Many believe that the concept of SMART goals was first proposed by the grandfather of modern business theory, Mr. Peter Drucker in 1954. The reason this concept has been around for so long is that it works and is based on sound logic.

  • S – stands for specific. As mentioned above, start with the end in mind and make your goal as specific as possible. Saying you will “lose weight” is not specific. Saying you will “lose 30 pounds in the next 6 months by lowering your calorie intake by 1000 calories and running on the treadmill for 60 minutes 4 times a week” is specific.
  • M – stands for measurable. Your goals has to be specific and measurable. Being measurable is important to ensure you know you have “arrived” when you reach this threshold. S and M go hand in hand.
  • A – stands for attainable. Your goals should be “Big Hairy Audacious Goals” as proposed by James Collins and Jerry Porras in their 1996 article entitled Building Your Company's Vision. This means your goals should not be easily reached but logically attainable with enough hard work and commitment. Too many people set unrealistic goals then get disappointed when they miss the mark.
  • R – stands for results-oriented. This further reinforces the first section above. When setting goals, don’t let your mind get overwhelmed by all of the actions you need to complete to reach your goal. There is a time and place for everything and when setting goals, accept that you think about specific actions later. Right now concentrate on the desired end result. I strongly recommend you read my article about using the “Next Actions” methodology from GTD.
  • T stands for time. This means that each of your goals should have a specific deadline. When engaged in coaching, I work with my customer to get as specific as possible (to the day even).

Don’t beat yourself up

Next December, take the time to ask your friends and colleagues about how many of their goals they achieved. You may be surprised at how negative the conversation get’s and how quickly people make up excuses. Remember that beating yourself up is very self destructive and will not help you achieve your goals. Instead acknowledge that you may have missed some goals, spend some time thinking about why and about how you can approach your goals differently next year to have a better chance of meeting your targets.

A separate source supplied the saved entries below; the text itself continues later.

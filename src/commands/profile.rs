//! End-to-end mapping profile.
//!
//! Takes the liftover output for one assembly (any number of interval
//! sources) and reports how much of the assembly mapped, the depth
//! distribution, and the poor-mapping gaps.

use crate::error::Result;
use crate::events::{read_sources, EventStream, EventStreamStats};
use crate::genome::ContigLengths;
use crate::interval::{map_total_length, RegionMap};
use crate::parallel::ParallelStats;
use crate::report::{ratio, ReportWriter};
use log::{debug, info};
use std::io::Write;
use std::path::Path;

use super::{CoverageSweep, DepthHistogram, DepthHistogramSweep, GapExtractor};

/// Everything computed for one assembly.
#[derive(Debug, Clone)]
pub struct MappingProfile {
    pub covered: RegionMap,
    pub histogram: DepthHistogram,
    pub gaps: RegionMap,
    /// Summed contig lengths
    pub total_length: u64,
    pub stats: EventStreamStats,
}

impl MappingProfile {
    /// Bases under at least one interval, on contigs with a known length.
    pub fn bases_covered(&self) -> u64 {
        map_total_length(&self.covered)
    }

    /// Bases inside reported gaps. Depends on the gap parameters: context
    /// padding and size filtering both move this away from
    /// `total_length - bases_covered`.
    pub fn bases_unmapped(&self) -> u64 {
        map_total_length(&self.gaps)
    }

    pub fn unmapped_fraction(&self) -> f64 {
        ratio(self.bases_unmapped(), self.total_length)
    }

    /// Bases accounted for by the depth histogram. Equals `total_length`.
    pub fn histogram_total(&self) -> u64 {
        self.histogram.total_bases()
    }
}

/// Profile command configuration.
#[derive(Debug, Clone, Default)]
pub struct ProfileCommand {
    pub gaps: GapExtractor,
}

impl ProfileCommand {
    pub fn new() -> Self {
        Self::default()
    }

    /// Set the gap extractor (builder pattern).
    pub fn with_gaps(mut self, gaps: GapExtractor) -> Self {
        self.gaps = gaps;
        self
    }

    /// Merge `sources` and compute the full profile against `lengths`.
    pub fn profile(
        &self,
        sources: Vec<EventStream>,
        lengths: &ContigLengths,
    ) -> Result<MappingProfile> {
        let merged = EventStream::merge(sources);
        let events = merged.events();

        let work = ParallelStats::from_events(events);
        if let Some((contig, count)) = work.largest() {
            debug!(
                "Sweeping {} events over {} contigs (largest: {} with {})",
                work.total_events, work.num_contigs, contig, count
            );
        }

        let (covered, histogram) = rayon::join(
            || CoverageSweep::new().sweep(events),
            || DepthHistogramSweep::new().sweep(events, lengths),
        );
        let mut covered = covered?;
        let histogram = histogram?;
        // contigs without a length are outside the profiled assembly
        covered.retain(|contig, _| lengths.contains(contig));
        let gaps = self.gaps.extract(lengths, &covered)?;

        debug!(
            "Covered regions: {}, gap regions: {}",
            covered.values().map(Vec::len).sum::<usize>(),
            gaps.values().map(Vec::len).sum::<usize>()
        );

        Ok(MappingProfile {
            covered,
            histogram,
            gaps,
            total_length: lengths.total_length(),
            stats: *merged.stats(),
        })
    }

    /// Read sources, profile them, and write the summary row followed by
    /// histogram rows labelled `name`.
    pub fn run<P: AsRef<Path> + Sync, W: Write>(
        &self,
        name: &str,
        inputs: &[P],
        lengths: &ContigLengths,
        output: &mut W,
    ) -> Result<MappingProfile> {
        let profile = self.profile(read_sources(inputs)?, lengths)?;
        info!("{}: {}", name, profile.stats);
        info!(
            "{}: {} of {} bases unmapped",
            name,
            profile.bases_unmapped(),
            profile.total_length
        );

        let mut writer = ReportWriter::new(output);
        writer.write_summary_header()?;
        writer.write_summary(name, &profile)?;
        writer.write_histogram(name, &profile.histogram, profile.total_length)?;
        writer.flush()?;
        Ok(profile)
    }
}
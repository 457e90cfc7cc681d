//! Contig length tables.
//!
//! Parses length files (`contig<whitespace>length` per line). Samtools `.fai`
//! indexes qualify since only the first two columns are read.

use std::fs::File;
use std::io::{BufRead, BufReader};
use std::path::Path;

use rustc_hash::FxHashMap;

use crate::error::{CoverageError, Result};
use crate::interval::Interval;

/// Authoritative contig extents for one assembly.
/// Preserves contig order from input.
#[derive(Debug, Clone, Default, PartialEq, Eq)]
pub struct ContigLengths {
    /// Map of contig name to length
    lengths: FxHashMap<String, u64>,
    /// Contig order (first appearance wins)
    order: Vec<String>,
}

impl ContigLengths {
    /// Create an empty table.
    pub fn new() -> Self {
        Self::default()
    }

    /// Load lengths from a file.
    pub fn from_file<P: AsRef<Path>>(path: P) -> Result<Self> {
        let file = File::open(path)?;
        Self::from_reader(BufReader::new(file))
    }

    /// Load lengths from any buffered source.
    pub fn from_reader<R: BufRead>(reader: R) -> Result<Self> {
        let mut table = Self::new();

        for (line_num, line_result) in reader.lines().enumerate() {
            let line = line_result?;
            let line = line.trim();

            // Skip empty lines and comments
            if line.is_empty() || line.starts_with('#') {
                continue;
            }

            let mut fields = line.split_whitespace();
            let (Some(contig), Some(length)) = (fields.next(), fields.next()) else {
                return Err(CoverageError::Parse {
                    line: line_num + 1,
                    message: "Length file requires two columns: contig and length".to_string(),
                });
            };

            let length: u64 = length.parse().map_err(|_| CoverageError::Parse {
                line: line_num + 1,
                message: format!("Invalid contig length: {}", length),
            })?;

            table.insert(contig.to_string(), length);
        }

        Ok(table)
    }

    /// Get the length of a contig.
    #[inline]
    pub fn length(&self, contig: &str) -> Option<u64> {
        self.lengths.get(contig).copied()
    }

    /// Check if a contig exists.
    #[inline]
    pub fn contains(&self, contig: &str) -> bool {
        self.lengths.contains_key(contig)
    }

    /// Contig names in input order.
    pub fn contigs(&self) -> impl Iterator<Item = &String> {
        self.order.iter()
    }

    /// `(contig, length)` pairs in input order.
    pub fn iter(&self) -> impl Iterator<Item = (&str, u64)> + '_ {
        self.order
            .iter()
            .map(move |contig| (contig.as_str(), self.lengths[contig]))
    }

    pub fn len(&self) -> usize {
        self.lengths.len()
    }

    pub fn is_empty(&self) -> bool {
        self.lengths.is_empty()
    }

    /// Sum of all contig lengths.
    pub fn total_length(&self) -> u64 {
        self.lengths.values().sum()
    }

    /// Insert a contig length (appends to order if new, overwrites the
    /// length otherwise).
    pub fn insert(&mut self, contig: String, length: u64) {
        if !self.lengths.contains_key(&contig) {
            self.order.push(contig.clone());
        }
        self.lengths.insert(contig, length);
    }

    /// One interval spanning each contig end to end, in input order. This is
    /// the source BED handed to a liftover tool to ask where every base of
    /// an assembly lands.
    pub fn full_intervals(&self) -> Vec<Interval> {
        self.iter()
            .map(|(contig, length)| Interval::new(contig, 0, length))
            .collect()
    }
}

impl<S: Into<String>> FromIterator<(S, u64)> for ContigLengths {
    fn from_iter<I: IntoIterator<Item = (S, u64)>>(iter: I) -> Self {
        let mut table = ContigLengths::new();
        for (contig, length) in iter {
            table.insert(contig.into(), length);
        }
        table
    }
}

#[cfg(test)]
mod tests {
    use super::*;
    use std::io::Write;
    use tempfile::NamedTempFile;

    #[test]
    fn test_lengths_from_file() {
        let mut file = NamedTempFile::new().unwrap();
        writeln!(file, "chr1\t1000000").unwrap();
        writeln!(file, "chr2 500000").unwrap();
        writeln!(file, "# comment line").unwrap();
        writeln!(file).unwrap();
        writeln!(file, "chr3\t250000\t52\t60\t61").unwrap();

        let lengths = ContigLengths::from_file(file.path()).unwrap();

        assert_eq!(lengths.length("chr1"), Some(1000000));
        assert_eq!(lengths.length("chr2"), Some(500000));
        assert_eq!(lengths.length("chr3"), Some(250000));
        assert_eq!(lengths.length("chr4"), None);
        assert_eq!(lengths.len(), 3);
        assert_eq!(lengths.total_length(), 1_750_000);

        let order: Vec<&String> = lengths.contigs().collect();
        assert_eq!(order, ["chr1", "chr2", "chr3"]);
    }

    #[test]
    fn test_bad_length_is_fatal() {
        let err = ContigLengths::from_reader("chr1\tten\n".as_bytes()).unwrap_err();
        assert!(matches!(err, CoverageError::Parse { line: 1, .. }));

        let err = ContigLengths::from_reader("chr1\t10\nchr2\n".as_bytes()).unwrap_err();
        assert!(matches!(err, CoverageError::Parse { line: 2, .. }));
    }

    #[test]
    fn test_reinsert_keeps_order() {
        let mut lengths = ContigLengths::new();
        lengths.insert("b".to_string(), 5);
        lengths.insert("a".to_string(), 7);
        lengths.insert("b".to_string(), 9);

        let pairs: Vec<(&str, u64)> = lengths.iter().collect();
        assert_eq!(pairs, [("b", 9), ("a", 7)]);
        assert!(lengths.contains("a"));
        assert!(!lengths.contains("c"));
    }

    #[test]
    fn test_full_intervals() {
        let lengths: ContigLengths = [("ctg1", 20u64), ("ctg2", 0)].into_iter().collect();
        assert_eq!(
            lengths.full_intervals(),
            vec![Interval::new("ctg1", 0, 20), Interval::new("ctg2", 0, 0)]
        );
    }
}
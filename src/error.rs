//! Error types shared by the parsing and sweep stages.
//!
//! Parsing is tolerant of record shape (a short line is skipped with a
//! warning) but strict about numbers. Sweeps are strict about accounting:
//! any broken invariant aborts the computation for that contig.

use std::io;
use thiserror::Error;

/// Errors that can occur while reading intervals or sweeping events.
#[derive(Error, Debug)]
pub enum CoverageError {
    #[error("I/O error: {0}")]
    Io(#[from] io::Error),

    /// A record without the three required fields. Readers log and skip
    /// these instead of returning them.
    #[error("Malformed record at line {line}: expected at least 3 fields, got {fields}")]
    MalformedRecord { line: usize, fields: usize },

    #[error("Parse error at line {line}: {message}")]
    Parse { line: usize, message: String },

    #[error("Invalid interval {contig}:{start}-{end}: start > end")]
    InvalidInterval { contig: String, start: u64, end: u64 },

    #[error("Unbalanced events on {contig}: {message}")]
    UnbalancedEvents { contig: String, message: String },

    #[error("Position {position} on {contig} is past the contig end ({length})")]
    OutOfBounds {
        contig: String,
        position: u64,
        length: u64,
    },

    #[error("Thread pool error: {0}")]
    ThreadPool(#[from] rayon::ThreadPoolBuildError),
}

pub type Result<T> = std::result::Result<T, CoverageError>;

impl CoverageError {
    pub(crate) fn unbalanced(contig: &str, message: impl Into<String>) -> Self {
        CoverageError::UnbalancedEvents {
            contig: contig.to_string(),
            message: message.into(),
        }
    }
}
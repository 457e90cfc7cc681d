//! Tab-separated report output.
//!
//! Uses itoa for integer formatting and ryu for float formatting
//! to avoid allocation in the hot path.

use crate::commands::{DepthHistogram, MappingProfile};
use crate::error::Result;
use crate::genome::ContigLengths;
use crate::interval::{Interval, Region, RegionMap};
use std::io::{BufWriter, Write};

/// Buffer size for ReportWriter (256KB default).
const DEFAULT_BUFFER_SIZE: usize = 256 * 1024;

/// Column header for [`ReportWriter::write_summary`] rows.
pub const SUMMARY_HEADER: &str = "#name\tlength\tcovered\tunmapped\tunmapped_fraction";

/// Buffered writer for BED3 regions, histogram rows and summaries.
pub struct ReportWriter<W: Write> {
    writer: BufWriter<W>,
    itoa_buf: itoa::Buffer,
    ryu_buf: ryu::Buffer,
}

impl<W: Write> ReportWriter<W> {
    pub fn new(output: W) -> Self {
        Self::with_capacity(DEFAULT_BUFFER_SIZE, output)
    }

    pub fn with_capacity(capacity: usize, output: W) -> Self {
        Self {
            writer: BufWriter::with_capacity(capacity, output),
            itoa_buf: itoa::Buffer::new(),
            ryu_buf: ryu::Buffer::new(),
        }
    }

    /// Write one BED3 line.
    #[inline]
    pub fn write_region(&mut self, contig: &str, region: Region) -> Result<()> {
        self.writer.write_all(contig.as_bytes())?;
        self.writer.write_all(b"\t")?;
        self.write_int(region.start)?;
        self.writer.write_all(b"\t")?;
        self.write_int(region.end)?;
        self.writer.write_all(b"\n")?;
        Ok(())
    }

    /// Write every region of `regions` as BED3.
    ///
    /// Contigs come in `lengths` order when given; the rest follow sorted by
    /// name.
    pub fn write_regions(
        &mut self,
        regions: &RegionMap,
        lengths: Option<&ContigLengths>,
    ) -> Result<()> {
        for contig in output_order(regions, lengths) {
            if let Some(contig_regions) = regions.get(contig) {
                for &region in contig_regions {
                    self.write_region(contig, region)?;
                }
            }
        }
        Ok(())
    }

    /// Write intervals as BED3 in the order given.
    pub fn write_intervals(&mut self, intervals: &[Interval]) -> Result<()> {
        for interval in intervals {
            self.write_region(&interval.contig, interval.region())?;
        }
        Ok(())
    }

    /// Write `label\tdepth\tbases\ttotal\tfraction` for every depth bucket.
    pub fn write_histogram(
        &mut self,
        label: &str,
        histogram: &DepthHistogram,
        total: u64,
    ) -> Result<()> {
        for (depth, bases) in histogram.iter() {
            self.writer.write_all(label.as_bytes())?;
            self.writer.write_all(b"\t")?;
            self.write_int(depth)?;
            self.writer.write_all(b"\t")?;
            self.write_int(bases)?;
            self.writer.write_all(b"\t")?;
            self.write_int(total)?;
            self.writer.write_all(b"\t")?;
            self.write_float(ratio(bases, total))?;
            self.writer.write_all(b"\n")?;
        }
        Ok(())
    }

    pub fn write_summary_header(&mut self) -> Result<()> {
        self.writer.write_all(SUMMARY_HEADER.as_bytes())?;
        self.writer.write_all(b"\n")?;
        Ok(())
    }

    /// Write `name\tlength\tcovered\tunmapped\tunmapped_fraction`.
    pub fn write_summary(&mut self, name: &str, profile: &MappingProfile) -> Result<()> {
        self.writer.write_all(name.as_bytes())?;
        self.writer.write_all(b"\t")?;
        self.write_int(profile.total_length)?;
        self.writer.write_all(b"\t")?;
        self.write_int(profile.bases_covered())?;
        self.writer.write_all(b"\t")?;
        self.write_int(profile.bases_unmapped())?;
        self.writer.write_all(b"\t")?;
        self.write_float(profile.unmapped_fraction())?;
        self.writer.write_all(b"\n")?;
        Ok(())
    }

    #[inline]
    fn write_int<I: itoa::Integer>(&mut self, n: I) -> Result<()> {
        self.writer.write_all(self.itoa_buf.format(n).as_bytes())?;
        Ok(())
    }

    #[inline]
    fn write_float(&mut self, f: f64) -> Result<()> {
        self.writer.write_all(self.ryu_buf.format(f).as_bytes())?;
        Ok(())
    }

    pub fn flush(&mut self) -> Result<()> {
        self.writer.flush()?;
        Ok(())
    }
}

/// `part / total`, or 0 for an empty total.
pub(crate) fn ratio(part: u64, total: u64) -> f64 {
    if total == 0 {
        0.0
    } else {
        part as f64 / total as f64
    }
}

fn output_order<'a>(regions: &'a RegionMap, lengths: Option<&'a ContigLengths>) -> Vec<&'a str> {
    let mut order: Vec<&str> = Vec::with_capacity(regions.len());
    let mut rest: Vec<&str> = Vec::new();

    match lengths {
        Some(lengths) => {
            order.extend(
                lengths
                    .contigs()
                    .map(String::as_str)
                    .filter(|contig| regions.contains_key(*contig)),
            );
            rest.extend(
                regions
                    .keys()
                    .map(String::as_str)
                    .filter(|contig| !lengths.contains(contig)),
            );
        }
        None => rest.extend(regions.keys().map(String::as_str)),
    }

    rest.sort_unstable();
    order.extend(rest);
    order
}
//! Parallel processing utilities using Rayon.
//!
//! Contigs are independent: a sweep over one contig never touches another
//! contig's state, so every per-contig computation fans out across the
//! thread pool without locking.

use crate::error::Result;
use crate::events::{ContigEvents, Event};
use rayon::prelude::*;
use rustc_hash::FxHashMap;

/// Minimum number of events before enabling parallelization.
/// Below this threshold, sequential processing is faster due to
/// thread spawn overhead.
pub const PARALLEL_THRESHOLD: usize = 10_000;

/// Run a fallible per-contig operation over every contig of `events`.
///
/// Stops at the first error; which contig's error surfaces is unspecified
/// when several fail.
pub fn try_process_contigs<F, T>(events: &ContigEvents, f: F) -> Result<FxHashMap<String, T>>
where
    F: Fn(&str, &[Event]) -> Result<T> + Sync + Send,
    T: Send,
{
    let total: usize = events.values().map(Vec::len).sum();

    if total < PARALLEL_THRESHOLD {
        events
            .iter()
            .map(|(contig, contig_events)| f(contig, contig_events).map(|t| (contig.clone(), t)))
            .collect()
    } else {
        events
            .par_iter()
            .map(|(contig, contig_events)| f(contig, contig_events).map(|t| (contig.clone(), t)))
            .collect()
    }
}

/// Statistics for parallel work distribution.
#[derive(Debug, Clone)]
pub struct ParallelStats {
    pub total_events: usize,
    pub num_contigs: usize,
    pub events_per_contig: Vec<(String, usize)>,
}

impl ParallelStats {
    pub fn from_events(events: &ContigEvents) -> Self {
        let mut events_per_contig: Vec<(String, usize)> = events
            .iter()
            .map(|(contig, contig_events)| (contig.clone(), contig_events.len()))
            .collect();
        events_per_contig.sort_by(|a, b| b.1.cmp(&a.1).then_with(|| a.0.cmp(&b.0)));

        Self {
            total_events: events_per_contig.iter().map(|(_, n)| n).sum(),
            num_contigs: events_per_contig.len(),
            events_per_contig,
        }
    }

    /// The contig with the most events, which bounds parallel speedup.
    pub fn largest(&self) -> Option<(&str, usize)> {
        self.events_per_contig
            .first()
            .map(|(contig, n)| (contig.as_str(), *n))
    }
}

How many goals should I have?

This is a question I love asking my employees, friends and family. Ask people how many goals they set for the year. Most of the answers you get will be in the low single digits. People believe that making a small number of goals increases the likelyhood of successfully completing them. WRONG!!!!

I believe you should set as many goals as possible and my rule of thumb is 30-50. Remember that not all of your goals should be to “cure cancer” or “solve world hunger”. A goal is anything you would like to be true by this time next year. It can be as complex as finishing up a master’s degree or about as simple as how you would like to perform when playing golf or what kind of outlook on life you want to have.

Ask yourself “What would life look like in a year, if it was better?”

Remember that out of the goals you set at the beginning of the year, you will likely end up working on a handful (10% or less). Read the following section to find out why.

Remember that you will not achieve most of your goals

You set your goals at the beginning of the year based on the best information available at the time. As you work through your various goals, you will acquire additional data or perspective and may decide that something else is more worthwhile.  This new goal may not even have been visible when you did your initial goal setting. You likely saw this new more worthwhile goal because of the effort you put into achieving your original one. Without that original one, you may never have seen this more valuable one and that is why it is still important to set those goals and drive towards them with everything you’ve got.